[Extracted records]
# # # # #
use super::{find_loops, Loop, LoopRule};
use crate::bitset::{Iter as SetIter, Set};
use crate::board::{CandidateSet, Cell, Digit, House};
use crate::errors::Unsolvable;
use crate::Grid;

/// How the extra candidates of an oddagon are exploited
#[derive(Debug, Clone, Copy, PartialEq, Eq, PartialOrd, Ord, Hash)]
pub(crate) enum OddagonKind {
    /// A single cell has extra candidates, so it can't hold either loop digit
    Type1,
    /// All extra candidates are the same digit
    Type2,
    /// The extra cells share a house and act as one cell of a naked subset
    Type3 { subset: Set<Cell>, house: House },
}

/// An odd loop of cells holding the same two digits that can only be broken by extra candidates
#[derive(Debug, Clone, PartialEq, Eq, Hash)]
pub(crate) struct OddagonLoop {
    pub kind: OddagonKind,
    pub digits: Set<Digit>,
    pub found: Loop,
    pub extra_cells: Set<Cell>,
    pub eliminations: CandidateSet,
}

struct BivalueOddagon<'a, F> {
    grid: &'a Grid,
    digits: Set<Digit>,
    universe: Set<Cell>,
    // cells of the universe holding more than the two digits
    extra_universe: Set<Cell>,
    on_loop: &'a mut F,
    done: bool,
}

impl<F: FnMut(OddagonLoop) -> bool> LoopRule for BivalueOddagon<'_, F> {
    type Acc = ();

    fn universe(&self) -> Set<Cell> {
        self.universe
    }

    fn initial(&self) {}

    fn cross(&self, _: (), _: House, loop_cells: Set<Cell>) -> Option<()> {
        // every type needs a single extra cell or extra cells that are seen together
        let extra_cells = loop_cells & self.extra_universe;
        if extra_cells.len() >= 2 && extra_cells.common_peers().is_empty() {
            return None;
        }
        Some(())
    }

    fn close(&mut self, found: &Loop, _: ()) -> Result<bool, Unsolvable> {
        let grid = self.grid;
        let digits = self.digits;
        let extra_cells: Set<Cell> = found
            .cells()
            .iter()
            .copied()
            .filter(|&cell| grid.candidates(cell) != digits)
            .collect();

        // every cell is bivalue, the two digits can't alternate around an odd loop
        if extra_cells.is_empty() {
            tracing::debug!(cells = ?found.cells(), "bivalue oddagon without extra candidates");
            return Err(Unsolvable);
        }

        let on_loop = &mut *self.on_loop;
        let mut done = self.done;
        let mut accepted = false;
        let mut push = |kind, eliminations: CandidateSet| {
            if done || eliminations.is_empty() {
                return;
            }
            accepted = true;
            done = on_loop(OddagonLoop {
                kind,
                digits,
                found: found.clone(),
                extra_cells,
                eliminations,
            });
        };

        if let Ok(Some(cell)) = extra_cells.unique() {
            push(OddagonKind::Type1, CandidateSet::from_digits(cell, digits));
        }

        let extra_digits = extra_cells
            .into_iter()
            .fold(Set::<Digit>::NONE, |acc, cell| acc | grid.candidates(cell))
            .without(digits);
        if let Ok(Some(digit)) = extra_digits.unique() {
            let targets = grid.digit_cells(digit) & extra_cells.common_peers();
            push(OddagonKind::Type2, CandidateSet::from_cells(targets, digit));
        }

        if extra_cells.len() >= 2 {
            for house in extra_cells.common_houses() {
                let others: Set<Cell> = (house.cells() & grid.empty_cells())
                    .without(found.cell_set())
                    .into_iter()
                    .filter(|&cell| grid.candidates(cell).len() >= 2)
                    .collect();
                for (subset, subset_digits) in naked_subsets(grid, others, extra_digits) {
                    let targets = house.cells().without(subset | extra_cells);
                    let eliminations = subset_digits
                        .into_iter()
                        .map(|digit| CandidateSet::from_cells(targets & grid.digit_cells(digit), digit))
                        .fold(CandidateSet::NONE, |acc, set| acc.union(&set));
                    push(OddagonKind::Type3 { subset, house }, eliminations);
                }
            }
        }

        self.done = done;
        Ok(accepted)
    }

    fn is_done(&self) -> bool {
        self.done
    }
}

/// Groups of `k` cells out of `cells` that hold `k + 1` digits together with `extra_digits`.
/// The extra cells then fill the last digit of the subset.
fn naked_subsets(grid: &Grid, cells: Set<Cell>, extra_digits: Set<Digit>) -> Vec<(Set<Cell>, Set<Digit>)> {
    let mut found = vec![];
    walk_combinations(grid, cells.into_iter(), Set::NONE, extra_digits, &mut found);
    found
}

fn walk_combinations(
    grid: &Grid,
    mut cells: SetIter<Cell>,
    chosen: Set<Cell>,
    digits: Set<Digit>,
    found: &mut Vec<(Set<Cell>, Set<Digit>)>,
) {
    while let Some(cell) = cells.next() {
        let new_chosen = chosen | cell;
        let new_digits = digits | grid.candidates(cell);
        if new_digits.len() > 5 {
            continue;
        }
        if new_digits.len() == new_chosen.len() + 1 {
            found.push((new_chosen, new_digits));
        }
        if new_chosen.len() == 4 {
            continue;
        }
        walk_combinations(grid, cells.clone(), new_chosen, new_digits, found);
    }
}

/// Searches every pair of digits for odd loops through cells holding both and passes every
/// usable loop to `on_loop`. Stops as soon as `on_loop` returns `true`.
pub(crate) fn find_bivalue_oddagons(
    grid: &Grid,
    max_len: usize,
    mut on_loop: impl FnMut(OddagonLoop) -> bool,
) -> Result<(), Unsolvable> {
    for first in Digit::all() {
        for second in Digit::all().filter(|&digit| digit > first) {
            let universe = grid.digit_cells(first) & grid.digit_cells(second);
            if universe.len() < 5 {
                continue;
            }
            let digits = first.as_set() | second;
            let extra_universe = universe
                .into_iter()
                .filter(|&cell| grid.candidates(cell) != digits)
                .collect();
            let mut rule = BivalueOddagon {
                grid,
                digits,
                universe,
                extra_universe,
                on_loop: &mut on_loop,
                done: false,
            };
            find_loops(&mut rule, max_len)?;
            if rule.done {
                tracing::debug!(digits = ?digits, "bivalue oddagon search stopped early");
                return Ok(());
            }
        }
    }
    Ok(())
}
# # # # #
*Work required*: Out of the data above, set down the lines from the one with "#[derive(Debug, Clone, PartialEq, Eq, Hash)]" to the one with "than the two digits", both included, exactly as written and with no additions.

*Your response*:
#[derive(Debug, Clone, PartialEq, Eq, Hash)]
pub(crate) struct OddagonLoop {
    pub kind: OddagonKind,
    pub digits: Set<Digit>,
    pub found: Loop,
    pub extra_cells: Set<Cell>,
    pub eliminations: CandidateSet,
}

struct BivalueOddagon<'a, F> {
    grid: &'a Grid,
    digits: Set<Digit>,
    universe: Set<Cell>,
    // cells of the universe holding more than the two digits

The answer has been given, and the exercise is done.